È noto che anche l’Amministrazione finanziaria, in quanto organo pubblico, sia tenuta a conformarsi alle norme ed ai principi che regolano l’ordinamento comunitario, al quale lo ricordiamo ha aderito anche lo Stato Italiano.
La questione implica l’obbligo di interpretare le disposizioni interne alla luce dei principi comunitari, e, per quel che più conta, di disapplicarle qualora ad essi contrarie.
La
normativa relativa all’art. 12 del D.L. 78 del 2009, avevamo detto, si presenta in contrasto con uno dei principi cardine dell’ordinamento comunitario; vale a dire quello della
libera circolazione dei capitali, letto ed interpretato alla luce del criterio guida dell’ordinamento comunitario.
Insomma ciò che intendo dire è che l'affermazione secondo la quale l'ufficio presuppone che le attività finanziarie, non indicate nel Quadro RW, siano riferibili a reddito sottratti a tassazione,
si pone in contrasto con l’art. 4 della Dir. n. 88/361/CEE che, pur riconoscendo il diritto degli Stati membri di adottare le misure indispensabili per impedire le violazioni delle disposizioni di legge e regolamentari interne, specie se di natura tributaria,
non ammette, tuttavia, che nel perseguimento di tale obiettivo si ecceda, fino al punto, di ostacolare la libera circolazione dei capitali.

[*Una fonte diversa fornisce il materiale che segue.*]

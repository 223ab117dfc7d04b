//! MCP server handler implementation.
//!
//! The server owns one `ServiceWorker` and routes each tool call to the
//! worker event it stands for.
use crate::tools::cache::{CacheGetParams, get_impl, list_impl};
use crate::tools::events::{
    SwMessageParams, SwNotificationClickParams, SwPushParams, SwSyncParams, message_impl, notification_click_impl,
    push_impl, sync_impl,
};
use crate::tools::fetch::{SwFetchParams, fetch_impl};
use crate::tools::lifecycle::{activate_impl, install_impl};

use qrsw_client::ServiceWorker;
use rmcp::{
    ErrorData as McpError, ServerHandler,
    handler::server::{
        tool::{ToolCallContext, ToolRouter},
        wrapper::Parameters,
    },
    model::{
        CallToolRequestParam, CallToolResult, Implementation, ListToolsResult, PaginatedRequestParam, ProtocolVersion,
        ServerCapabilities, ServerInfo,
    },
    service::{RequestContext, RoleServer},
    tool, tool_router,
};

/// The MCP server handler for qr-offline.
#[derive(Clone)]
pub struct OfflineCacheServer {
    worker: ServiceWorker,
    tool_router: ToolRouter<Self>,
}

#[tool_router]
impl OfflineCacheServer {
    pub fn new(worker: ServiceWorker) -> Self {
        Self { worker, tool_router: Self::tool_router() }
    }

    #[tool(
        description = "Deliver an intercepted request to the worker. Returns the request class, the strategy used, and the response (cached, fresh, or a synthesized 503)."
    )]
    async fn sw_fetch(&self, params: Parameters<SwFetchParams>) -> Result<CallToolResult, McpError> {
        fetch_impl(&self.worker, params.0).await
    }

    #[tool(description = "Install this worker version: fetch every manifest asset into the static cache, all or nothing.")]
    async fn sw_install(&self) -> Result<CallToolResult, McpError> {
        install_impl(&self.worker).await
    }

    #[tool(description = "Activate this worker version: delete caches of older versions and claim open clients.")]
    async fn sw_activate(&self) -> Result<CallToolResult, McpError> {
        activate_impl(&self.worker).await
    }

    #[tool(
        description = "Deliver a background sync (tag qr-generate) or, with periodic=true, a periodic sync (tag qr-cache-refresh)."
    )]
    async fn sw_sync(&self, params: Parameters<SwSyncParams>) -> Result<CallToolResult, McpError> {
        sync_impl(&self.worker, params.0).await
    }

    #[tool(description = "Deliver a push message. The worker shows a notification with the payload as its body.")]
    async fn sw_push(&self, params: Parameters<SwPushParams>) -> Result<CallToolResult, McpError> {
        push_impl(&self.worker, params.0).await
    }

    #[tool(description = "Deliver a notification click. The explore action opens the application.")]
    async fn sw_notification_click(
        &self, params: Parameters<SwNotificationClickParams>,
    ) -> Result<CallToolResult, McpError> {
        notification_click_impl(&self.worker, params.0).await
    }

    #[tool(description = "Post a page message to the worker. {\"type\": \"SKIP_WAITING\"} activates a waiting version.")]
    async fn sw_message(&self, params: Parameters<SwMessageParams>) -> Result<CallToolResult, McpError> {
        message_impl(&self.worker, params.0).await
    }

    #[tool(description = "List every named cache with its entry count.")]
    async fn cache_list(&self) -> Result<CallToolResult, McpError> {
        list_impl(self.worker.db()).await
    }

    #[tool(
        description = "Read one stored response from a named cache. The URL may be absolute or relative to the application root; fragments are ignored."
    )]
    async fn cache_get(&self, params: Parameters<CacheGetParams>) -> Result<CallToolResult, McpError> {
        get_impl(&self.worker, params.0).await
    }
}

impl ServerHandler for OfflineCacheServer {
    fn get_info(&self) -> ServerInfo {
        ServerInfo {
            server_info: Implementation {
                name: "qr-offline".into(),
                version: env!("CARGO_PKG_VERSION").into(),
                ..Default::default()
            },
            protocol_version: ProtocolVersion::LATEST,
            capabilities: ServerCapabilities::builder().enable_tools().build(),
            ..Default::default()
        }
    }

    async fn list_tools(
        &self, _request: Option<PaginatedRequestParam>, _context: RequestContext<RoleServer>,
    ) -> Result<ListToolsResult, rmcp::model::ErrorData> {
        Ok(ListToolsResult { meta: None, tools: self.tool_router.list_all(), next_cursor: None })
    }

    async fn call_tool(
        &self, request: CallToolRequestParam, context: RequestContext<RoleServer>,
    ) -> Result<CallToolResult, rmcp::model::ErrorData> {
        self.tool_router
            .call(ToolCallContext::new(self, request, context))
            .await
    }
}

#[cfg(test)]
mod tests {
    use super::*;
    use crate::tools::test_support::test_worker;

    #[tokio::test]
    async fn test_router_lists_every_tool() {
        let (worker, _) = test_worker().await;
        let server = OfflineCacheServer::new(worker);

        let mut names: Vec<String> = server
            .tool_router
            .list_all()
            .into_iter()
            .map(|tool| tool.name.to_string())
            .collect();
        names.sort();
        assert_eq!(
            names,
            vec![
                "cache_get",
                "cache_list",
                "sw_activate",
                "sw_fetch",
                "sw_install",
                "sw_message",
                "sw_notification_click",
                "sw_push",
                "sw_sync",
            ]
        );
    }

    #[tokio::test]
    async fn test_server_info() {
        let (worker, _) = test_worker().await;
        let info = OfflineCacheServer::new(worker).get_info();
        assert_eq!(info.server_info.name, "qr-offline");
    }
}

È, infatti, consolidato, nella giurisprudenza comunitaria, il principio che eventuali restrizioni della libera circolazione dei capitali possano essere giustificate solo dalla necessità di garantire l’efficacia dei controlli fiscali nonché la lotta all’evasione fiscale,
purché, anche qui, sia rispettato il principio di proporzionalità, nel senso che la misura deve essere idonea a garantire la realizzazione dell’obiettivo perseguito,
senza andare oltre quanto è necessario per conseguirlo.
Alla luce di tale considerazione avevamo scritto che la normativa italiana si pone in contrasto con il citato principio comunitario, atteso che detta presunzione viene riferita ad una annualità di imposta che può essere rimessa in discussione solo violando taluni principi di derivazione comunitaria ivi compresi, il principio del legittimo affidamento e della certezza del diritto.
Con la
sentenza in commento,
C 317/15, la
Corte di giustizia si è occupata di una fattispecie che ripropone la legittimità del raddoppio dei termini di accertamento, previsto in caso di attività detenute in paesi black list, in relazione alla sua compatibilità con il
principio di libera circolazione dei capitali (articolo 63 del Trattato di funzionamento dell’Unione europea), affermando che
una tale normativa (si trattava di quella olandese certamente assimilabile a quella italiana),
è idonea a restringere il principio di libera circolazione dei capitali, applicabile anche nei confronti dei paesi terzi e, quindi, valevole anche per paesi diversi dagli Stati membri dell’Unione europea quali ad esempio la Svizzera e il Principato di Monaco.
La sentenza ha evitato
di pronunciarsi sul fatto che tale restrizione fosse giustificata e proporzionale, forse perchè la normativa olandese era già in vigore prima del 31 dicembre 1993, termine previsto dall’articolo 4, paragrafo 1, del Trattato di funzionamento dell’Unione europea, mentre, come noto il D.L. 78/2009 è entrato in vigore nel 2009 e pertanto non è oggetto di salvaguardia, onde per cui
il principio di libera circolazione dei capitali potrebbe concretamente decretare l’illegittimità del raddoppio dei termini di accertamento per le attività detenute in paesi black-list per violazione del diritto dell’Unione europea.
Ovviamente vi ricordo che l'eccezione andava tempestivamente sollevata nel momento di introduzione del giudizio.